ASSIGNMENT — The stretch wanted below opens at the line containing "assert_eq!(snap.guides.len(), 1);" and closes at the line containing "let moving = Rect::new(100.0, 108.0, 60.0, 40.0);". Please return it exactly, with no other lines.

(Collected data entries)

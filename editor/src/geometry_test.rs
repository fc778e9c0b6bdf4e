#![allow(clippy::float_cmp)]

use uuid::Uuid;

use super::*;
use crate::scene::SeatingKind;

fn bounds() -> Bounds {
    Bounds { width: 800.0, height: 600.0, grid_size: 20.0 }
}

fn seating(kind: SeatingKind, name: &str, x: f64, y: f64, w: f64, h: f64) -> Seating {
    Seating {
        id: Uuid::new_v4(),
        kind,
        x,
        y,
        width: w,
        height: h,
        capacity: kind.default_capacity(),
        name: name.to_owned(),
        color: "#2ecc71".to_owned(),
        icon: String::new(),
        reserved: false,
    }
}

fn table(x: f64, y: f64) -> Seating {
    seating(SeatingKind::Table, "T", x, y, 60.0, 40.0)
}

// =============================================================
// Rect
// =============================================================

#[test]
fn from_corners_normalizes() {
    let r = Rect::from_corners(100.0, 80.0, 20.0, 10.0);
    assert_eq!(r, Rect::new(20.0, 10.0, 80.0, 70.0));
}

#[test]
fn overlapping_boxes_collide() {
    let a = Rect::new(0.0, 0.0, 60.0, 40.0);
    let b = Rect::new(50.0, 30.0, 60.0, 40.0);
    assert!(a.collides(&b));
    assert!(b.collides(&a));
}

#[test]
fn touching_edges_do_not_collide() {
    let a = Rect::new(0.0, 0.0, 60.0, 40.0);
    assert!(!a.collides(&Rect::new(60.0, 0.0, 60.0, 40.0)));
    assert!(!a.collides(&Rect::new(0.0, 40.0, 60.0, 40.0)));
}

#[test]
fn contains_is_inclusive() {
    let r = Rect::new(10.0, 10.0, 20.0, 20.0);
    assert!(r.contains(10.0, 10.0));
    assert!(r.contains(30.0, 30.0));
    assert!(!r.contains(30.1, 20.0));
}

#[test]
fn bounds_contains_edges() {
    let b = bounds();
    assert!(b.contains(&Rect::new(0.0, 0.0, 800.0, 600.0)));
    assert!(!b.contains(&Rect::new(-1.0, 0.0, 10.0, 10.0)));
    assert!(!b.contains(&Rect::new(750.0, 0.0, 60.0, 10.0)));
}

// =============================================================
// Collision queries
// =============================================================

#[test]
fn collisions_ignore_self() {
    let a = table(100.0, 100.0);
    let others = vec![a.clone()];
    assert!(collisions(&a.rect(), a.id, &others).is_empty());
    assert!(!has_collision(&a.rect(), a.id, &others));
}

#[test]
fn collisions_list_every_overlap() {
    let a = table(100.0, 100.0);
    let b = table(140.0, 100.0);
    let c = table(400.0, 400.0);
    let all = vec![a.clone(), b.clone(), c];
    let probe = Rect::new(120.0, 110.0, 60.0, 40.0);
    let hits: Vec<SeatingId> = collisions(&probe, Uuid::new_v4(), &all).iter().map(|s| s.id).collect();
    assert_eq!(hits, vec![a.id, b.id]);
}

// =============================================================
// resolve_collision
// =============================================================

#[test]
fn resolve_returns_free_rect_unchanged() {
    let rect = Rect::new(300.0, 300.0, 60.0, 40.0);
    assert_eq!(resolve_collision(&rect, Uuid::new_v4(), &[], bounds()), Some((300.0, 300.0)));
}

#[test]
fn resolve_probes_south_after_north_fails() {
    let existing = vec![table(100.0, 100.0)];
    let rect = Rect::new(120.0, 120.0, 60.0, 40.0);
    assert_eq!(resolve_collision(&rect, Uuid::new_v4(), &existing, bounds()), Some((120.0, 140.0)));
}

#[test]
fn resolve_prefers_north() {
    let existing = vec![table(100.0, 100.0)];
    let rect = Rect::new(100.0, 80.0, 60.0, 40.0);
    assert_eq!(resolve_collision(&rect, Uuid::new_v4(), &existing, bounds()), Some((100.0, 60.0)));
}

#[test]
fn resolve_skips_out_of_bounds_probes() {
    // Top-left corner: N, W and the west/north diagonals leave the canvas.
    let existing = vec![seating(SeatingKind::Seat, "S1", 0.0, 0.0, 20.0, 20.0)];
    let rect = Rect::new(0.0, 0.0, 20.0, 20.0);
    assert_eq!(resolve_collision(&rect, Uuid::new_v4(), &existing, bounds()), Some((0.0, 20.0)));
}

#[test]
fn resolve_gives_up_when_surrounded() {
    let existing = vec![seating(SeatingKind::VipBox, "V", 0.0, 0.0, 200.0, 200.0)];
    let rect = Rect::new(60.0, 60.0, 30.0, 30.0);
    assert_eq!(resolve_collision(&rect, Uuid::new_v4(), &existing, bounds()), None);
}

// =============================================================
// Snapping
// =============================================================

#[test]
fn snap_rounds_to_nearest_multiple() {
    assert_eq!(snap_to_grid(109.0, 20.0), 100.0);
    assert_eq!(snap_to_grid(110.0, 20.0), 120.0);
    assert_eq!(snap_to_grid(-9.0, 20.0), -0.0);
}

#[test]
fn snap_with_zero_grid_is_identity() {
    assert_eq!(snap_to_grid(13.7, 0.0), 13.7);
}

#[test]
fn clamp_keeps_box_inside() {
    assert_eq!(clamp_position(-5.0, 590.0, 60.0, 40.0, bounds()), (0.0, 560.0));
    assert_eq!(clamp_position(790.0, -1.0, 60.0, 40.0, bounds()), (740.0, 0.0));
}

#[test]
fn snap_position_clamps_after_snapping() {
    // 775 snaps to 780, which would overflow by 40.
    assert_eq!(snap_position(775.0, 100.0, 60.0, 40.0, bounds()), (740.0, 100.0));
}

#[test]
fn snap_is_idempotent() {
    let (x, y) = snap_position(133.0, 271.0, 60.0, 40.0, bounds());
    assert_eq!(snap_position(x, y, 60.0, 40.0, bounds()), (x, y));
}

// =============================================================
// Alignment snap
// =============================================================

#[test]
fn alignment_snaps_left_edges() {
    let other = table(200.0, 100.0);
    let moving = Rect::new(205.0, 300.0, 60.0, 40.0);
    let snap = alignment_snap(&moving, Uuid::new_v4(), &[other], 10.0);
    assert_eq!(snap.x, Some(200.0));
    assert_eq!(snap.y, None);
    assert_eq!(snap.guides.len(), 1);
    assert_eq!(snap.guides[0].orientation, Orientation::Vertical);
    assert_eq!(snap.guides[0].coordinate, 200.0);
}

#[test]
fn alignment_snaps_centers_vertically() {
    let other = seating(SeatingKind::VipBox, "V", 400.0, 100.0, 80.0, 60.0);
    // Center y 128 vs 130.
    let moving = Rect::new(100.0, 108.0, 60.0, 40.0);
    let snap = alignment_snap(&moving, Uuid::new_v4(), &[other], 10.0);
    assert_eq!(snap.y, Some(110.0));
    assert_eq!(snap.guides[0].orientation, Orientation::Horizontal);
}

#[test]
fn alignment_picks_closest_candidate() {
    let near = table(203.0, 0.0);
    let far = table(208.0, 300.0);
    let moving = Rect::new(201.0, 500.0, 60.0, 40.0);
    let snap = alignment_snap(&moving, Uuid::new_v4(), &[far, near], 10.0);
    assert_eq!(snap.x, Some(203.0));
}

#[test]
fn alignment_outside_tolerance_is_ignored() {
    let other = table(200.0, 100.0);
    let moving = Rect::new(300.0, 300.0, 30.0, 30.0);
    let snap = alignment_snap(&moving, Uuid::new_v4(), &[other], 10.0);
    assert_eq!(snap, AlignmentSnap::default());
}

// =============================================================
// Auto-arrange
// =============================================================

#[test]
fn auto_arrange_orders_by_kind_then_name() {
    let t2 = seating(SeatingKind::Table, "T2", 500.0, 500.0, 60.0, 40.0);
    let s1 = seating(SeatingKind::Seat, "S1", 600.0, 500.0, 30.0, 30.0);
    let t1 = seating(SeatingKind::Table, "T1", 700.0, 500.0, 60.0, 40.0);
    let moves = auto_arrange(&[t2.clone(), s1.clone(), t1.clone()], bounds());
    assert_eq!(
        moves,
        vec![(s1.id, 50.0, 80.0), (t1.id, 150.0, 80.0), (t2.id, 250.0, 80.0)]
    );
}

#[test]
fn auto_arrange_wraps_rows() {
    let narrow = Bounds { width: 300.0, height: 600.0, grid_size: 20.0 };
    let items: Vec<Seating> = (1..=4)
        .map(|i| seating(SeatingKind::Seat, &format!("S{i}"), 0.0, 300.0 + f64::from(i) * 40.0, 30.0, 30.0))
        .collect();
    let moves = auto_arrange(&items, narrow);
    let positions: Vec<(f64, f64)> = moves.iter().map(|(_, x, y)| (*x, *y)).collect();
    assert_eq!(positions, vec![(50.0, 80.0), (150.0, 80.0), (250.0, 80.0), (50.0, 160.0)]);
}

#[test]
fn auto_arrange_skips_cells_outside_canvas() {
    let small = Bounds { width: 100.0, height: 100.0, grid_size: 20.0 };
    let big = seating(SeatingKind::VipBox, "V1", 0.0, 0.0, 80.0, 60.0);
    assert!(auto_arrange(&[big], small).is_empty());
}

#[test]
fn auto_arrange_skips_colliding_cells() {
    // An unmoved VIP box sits over the second cell.
    let blocker = seating(SeatingKind::VipBox, "V1", 140.0, 70.0, 80.0, 60.0);
    let a = seating(SeatingKind::Seat, "S1", 600.0, 500.0, 30.0, 30.0);
    let b = seating(SeatingKind::Seat, "S2", 700.0, 500.0, 30.0, 30.0);
    let moves = auto_arrange(&[blocker.clone(), a.clone(), b.clone()], bounds());
    let ids: Vec<SeatingId> = moves.iter().map(|(id, _, _)| *id).collect();
    assert_eq!(ids, vec![a.id, blocker.id]);
    assert!(!ids.contains(&b.id));
}

// =============================================================
// Align / distribute
// =============================================================

#[test]
fn align_left_uses_minimum_x() {
    let rects = [Rect::new(100.0, 0.0, 60.0, 40.0), Rect::new(40.0, 100.0, 30.0, 30.0)];
    assert_eq!(align(&rects, Alignment::Left), vec![(40.0, 0.0), (40.0, 100.0)]);
}

#[test]
fn align_right_and_bottom() {
    let rects = [Rect::new(100.0, 0.0, 60.0, 40.0), Rect::new(40.0, 100.0, 30.0, 30.0)];
    assert_eq!(align(&rects, Alignment::Right), vec![(100.0, 0.0), (130.0, 100.0)]);
    assert_eq!(align(&rects, Alignment::Bottom), vec![(100.0, 90.0), (40.0, 100.0)]);
}

#[test]
fn align_center_averages() {
    let rects = [Rect::new(0.0, 0.0, 20.0, 20.0), Rect::new(100.0, 50.0, 20.0, 20.0)];
    assert_eq!(align(&rects, Alignment::Center), vec![(50.0, 0.0), (50.0, 50.0)]);
    assert_eq!(align(&rects, Alignment::Middle), vec![(0.0, 25.0), (100.0, 25.0)]);
}

#[test]
fn align_empty_is_empty() {
    assert!(align(&[], Alignment::Top).is_empty());
}

#[test]
fn distribute_needs_three() {
    let rects = [Rect::new(0.0, 0.0, 10.0, 10.0), Rect::new(100.0, 0.0, 10.0, 10.0)];
    assert_eq!(distribute(&rects, Axis::Horizontal), None);
}

#[test]
fn distribute_spaces_leading_edges() {
    let rects = [
        Rect::new(300.0, 0.0, 30.0, 30.0),
        Rect::new(0.0, 10.0, 30.0, 30.0),
        Rect::new(40.0, 20.0, 30.0, 30.0),
    ];
    assert_eq!(
        distribute(&rects, Axis::Horizontal),
        Some(vec![(300.0, 0.0), (0.0, 10.0), (150.0, 20.0)])
    );
}

#[test]
fn distribute_vertical_keeps_x() {
    let rects = [
        Rect::new(5.0, 0.0, 30.0, 30.0),
        Rect::new(6.0, 10.0, 30.0, 30.0),
        Rect::new(7.0, 20.0, 30.0, 30.0),
        Rect::new(8.0, 300.0, 30.0, 30.0),
    ];
    assert_eq!(
        distribute(&rects, Axis::Vertical),
        Some(vec![(5.0, 0.0), (6.0, 100.0), (7.0, 200.0), (8.0, 300.0)])
    );
}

RESULT —
    assert_eq!(snap.guides.len(), 1);
    assert_eq!(snap.guides[0].orientation, Orientation::Vertical);
    assert_eq!(snap.guides[0].coordinate, 200.0);
}

#[test]
fn alignment_snaps_centers_vertically() {
    let other = seating(SeatingKind::VipBox, "V", 400.0, 100.0, 80.0, 60.0);
    // Center y 128 vs 130.
    let moving = Rect::new(100.0, 108.0, 60.0, 40.0);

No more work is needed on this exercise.